→ **What to work on**:
Where the records below show a line containing "fn endpoint(&self) ->", start copying; end with the line containing "let mut req", and copy it too.

→ **Exercise input**:
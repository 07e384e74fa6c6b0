use anyhow::{Context, Result};
use async_trait::async_trait;
use serde::{Deserialize, Serialize};

#[derive(Debug, Clone, PartialEq, Serialize, Deserialize)]
pub struct Message {
    pub role: String,
    pub content: String,
}

impl Message {
    pub fn system(content: impl Into<String>) -> Self {
        Self {
            role: "system".to_string(),
            content: content.into(),
        }
    }

    pub fn user(content: impl Into<String>) -> Self {
        Self {
            role: "user".to_string(),
            content: content.into(),
        }
    }
}

/// A chat-completion backend. `LlmClient` talks HTTP; tests script replies.
#[async_trait]
pub trait ChatModel: Send + Sync {
    async fn chat(&self, messages: &[Message]) -> Result<String>;

    fn model_name(&self) -> &str;
}

pub struct LlmClient {
    client: reqwest::Client,
    base_url: String,
    model: String,
    max_tokens: u32,
    api_key: Option<String>,
}

impl LlmClient {
    pub fn from_env() -> Result<Self> {
        let base_url = dotenv::var("OLLAMA_BASE_URL")
            .unwrap_or_else(|_| "http://host.docker.internal:11434".to_string());
        let model =
            dotenv::var("OLLAMA_MODEL").unwrap_or_else(|_| "llama3.2:3b".to_string());
        let max_tokens = dotenv::var("LLM_MAX_TOKENS")
            .ok()
            .and_then(|v| v.parse().ok())
            .unwrap_or(256);
        let http_timeout = dotenv::var("LLM_HTTP_TIMEOUT_SECS")
            .ok()
            .and_then(|v| v.parse().ok())
            .unwrap_or(600);
        let api_key = dotenv::var("LLM_API_KEY").ok().filter(|k| !k.is_empty());

        let client = reqwest::Client::builder()
            .timeout(std::time::Duration::from_secs(http_timeout))
            .build()
            .context("Failed to create HTTP client")?;

        Ok(Self {
            client,
            base_url,
            model,
            max_tokens,
            api_key,
        })
    }

    pub fn base_url(&self) -> &str {
        &self.base_url
    }

    /// Resolve the chat completions endpoint from the base URL.
    fn endpoint(&self) -> String {
        resolve_endpoint(&self.base_url)
    }
}

fn resolve_endpoint(base_url: &str) -> String {
    let base = base_url.trim_end_matches('/');
    if base.ends_with("/chat/completions") {
        base.to_string()
    } else if base.ends_with("/v1") {
        format!("{}/chat/completions", base)
    } else {
        format!("{}/v1/chat/completions", base)
    }
}

/// Pull `choices[0].message.content` out of a completion body (null reads as empty).
fn extract_content(json: &serde_json::Value) -> String {
    json["choices"]
        .get(0)
        .and_then(|c| c["message"]["content"].as_str())
        .unwrap_or("")
        .to_string()
}

#[async_trait]
impl ChatModel for LlmClient {
    /// Non-streaming chat completion, deterministic sampling.
    async fn chat(&self, messages: &[Message]) -> Result<String> {
        let body = serde_json::json!({
            "model": self.model,
            "messages": messages,
            "temperature": 0,
            "max_tokens": self.max_tokens,
            "stream": false,
        });

        let mut req = self.client.post(self.endpoint()).json(&body);
        if let Some(key) = &self.api_key {
            req = req.header("Authorization", format!("Bearer {}", key));
        }

        let resp = req.send().await.context("LLM request failed")?;
        let status = resp.status();
        let text = resp.text().await.context("Failed to read LLM response")?;
        if !status.is_success() {
            anyhow::bail!("LLM backend returned {}: {}", status, text);
        }
        let json: serde_json::Value =
            serde_json::from_str(&text).context("Failed to parse LLM JSON")?;

        Ok(extract_content(&json))
    }

    fn model_name(&self) -> &str {
        &self.model
    }
}
pub mod types;

use std::collections::{BTreeSet, HashMap, HashSet};
use std::path::{Path, PathBuf};

use tracing::{debug, info};

pub use types::{DataError, Record};

/// File name looked up in the working directory and project root.
pub const DEFAULT_CSV: &str = "owkin_take_home_data.csv";

/// In-memory, read-only view of the cancer/gene dataset.
///
/// Built once at startup and shared behind an `Arc`; nothing mutates it after load.
#[derive(Debug, Clone, Default)]
pub struct Dataset {
    records: Vec<Record>,
}

impl Dataset {
    pub fn from_records(records: Vec<Record>) -> Self {
        Self { records }
    }

    /// Find the dataset using the standard search order and load it.
    pub fn locate() -> Result<Self, DataError> {
        let cwd = std::env::current_dir().ok();
        let env_path = dotenv::var("OWKIN_CSV_PATH").ok();
        let path = find_csv(&candidate_paths(cwd.as_deref(), env_path))?;
        Self::load(&path)
    }

    /// Parse a CSV with `cancer_indication`, `gene` and `median_value` columns.
    pub fn load(path: &Path) -> Result<Self, DataError> {
        let csv_err = |source| DataError::Csv {
            path: path.to_path_buf(),
            source,
        };
        let mut reader = csv::ReaderBuilder::new()
            .trim(csv::Trim::All)
            .from_path(path)
            .map_err(csv_err)?;

        let headers = reader.headers().map_err(csv_err)?;
        let missing: Vec<String> = types::REQUIRED_COLUMNS
            .iter()
            .filter(|col| !headers.iter().any(|h| h == **col))
            .map(|col| col.to_string())
            .collect();
        if !missing.is_empty() {
            return Err(DataError::MissingColumns {
                path: path.to_path_buf(),
                missing,
            });
        }

        let mut records = Vec::new();
        let mut dropped = 0usize;
        for row in reader.deserialize::<types::CsvRow>() {
            match row.map_err(csv_err)?.into_record() {
                Some(record) => records.push(record),
                None => dropped += 1,
            }
        }

        info!(path = %path.display(), rows = records.len(), dropped, "dataset loaded");
        Ok(Self { records })
    }

    pub fn len(&self) -> usize {
        self.records.len()
    }

    pub fn is_empty(&self) -> bool {
        self.records.is_empty()
    }

    /// Distinct cancer types, sorted.
    pub fn available_cancers(&self) -> Vec<String> {
        let result: Vec<String> = self
            .records
            .iter()
            .map(|r| r.cancer.clone())
            .collect::<BTreeSet<_>>()
            .into_iter()
            .collect();
        debug!(
            count = result.len(),
            sample = ?&result[..result.len().min(12)],
            "available_cancers"
        );
        result
    }

    /// Distinct gene symbols, sorted.
    pub fn all_genes(&self) -> Vec<String> {
        self.records
            .iter()
            .map(|r| r.gene.clone())
            .collect::<BTreeSet<_>>()
            .into_iter()
            .collect()
    }

    /// Genes listed for a cancer type, in file order.
    pub fn targets(&self, cancer: &str) -> Vec<String> {
        let result: Vec<String> = self
            .records
            .iter()
            .filter(|r| r.cancer == cancer)
            .map(|r| r.gene.clone())
            .collect();
        debug!(cancer, count = result.len(), "targets");
        result
    }

    /// Median values for the given genes across all cancers; the last row for a gene wins.
    pub fn expressions(&self, genes: &[String]) -> Vec<(String, f64)> {
        let result = collect_values(self.records.iter(), genes);
        debug!(genes = ?&genes[..genes.len().min(10)], count = result.len(), "expressions");
        result
    }

    /// Median values for the given genes within one cancer type.
    pub fn expressions_for_cancer(&self, cancer: &str, genes: &[String]) -> Vec<(String, f64)> {
        let result = collect_values(self.records.iter().filter(|r| r.cancer == cancer), genes);
        debug!(
            cancer,
            genes = ?&genes[..genes.len().min(10)],
            count = result.len(),
            "expressions_for_cancer"
        );
        result
    }
}

/// Gene -> value pairs keyed by first appearance, value taken from the last matching row.
fn collect_values<'a>(
    records: impl Iterator<Item = &'a Record>,
    genes: &[String],
) -> Vec<(String, f64)> {
    let wanted: HashSet<&str> = genes.iter().map(String::as_str).collect();
    let mut slots: HashMap<&str, usize> = HashMap::new();
    let mut result: Vec<(String, f64)> = Vec::new();

    for record in records {
        if !wanted.contains(record.gene.as_str()) {
            continue;
        }
        let Some(value) = record.median_value else {
            continue;
        };
        match slots.get(record.gene.as_str()) {
            Some(&i) => result[i].1 = value,
            None => {
                slots.insert(record.gene.as_str(), result.len());
                result.push((record.gene.clone(), value));
            }
        }
    }
    result
}

/// Working directory, then project root, then `OWKIN_CSV_PATH`.
fn candidate_paths(cwd: Option<&Path>, env_path: Option<String>) -> Vec<PathBuf> {
    let mut paths = Vec::new();
    if let Some(cwd) = cwd {
        paths.push(cwd.join(DEFAULT_CSV));
    }
    paths.push(Path::new(env!("CARGO_MANIFEST_DIR")).join(DEFAULT_CSV));
    if let Some(env_path) = env_path.filter(|p| !p.trim().is_empty()) {
        paths.push(PathBuf::from(env_path));
    }
    paths
}

fn find_csv(candidates: &[PathBuf]) -> Result<PathBuf, DataError> {
    candidates
        .iter()
        .find(|p| p.is_file())
        .cloned()
        .ok_or_else(|| DataError::NotFound {
            file: DEFAULT_CSV.to_string(),
            tried: candidates.to_vec(),
        })
}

→ **Written reply**:
    fn endpoint(&self) -> String {
        resolve_endpoint(&self.base_url)
    }
}

fn resolve_endpoint(base_url: &str) -> String {
    let base = base_url.trim_end_matches('/');
    if base.ends_with("/chat/completions") {
        base.to_string()
    } else if base.ends_with("/v1") {
        format!("{}/chat/completions", base)
    } else {
        format!("{}/v1/chat/completions", base)
    }
}

/// Pull `choices[0].message.content` out of a completion body (null reads as empty).
fn extract_content(json: &serde_json::Value) -> String {
    json["choices"]
        .get(0)
        .and_then(|c| c["message"]["content"].as_str())
        .unwrap_or("")
        .to_string()
}

#[async_trait]
impl ChatModel for LlmClient {
    /// Non-streaming chat completion, deterministic sampling.
    async fn chat(&self, messages: &[Message]) -> Result<String> {
        let body = serde_json::json!({
            "model": self.model,
            "messages": messages,
            "temperature": 0,
            "max_tokens": self.max_tokens,
            "stream": false,
        });

        let mut req = self.client.post(self.endpoint()).json(&body);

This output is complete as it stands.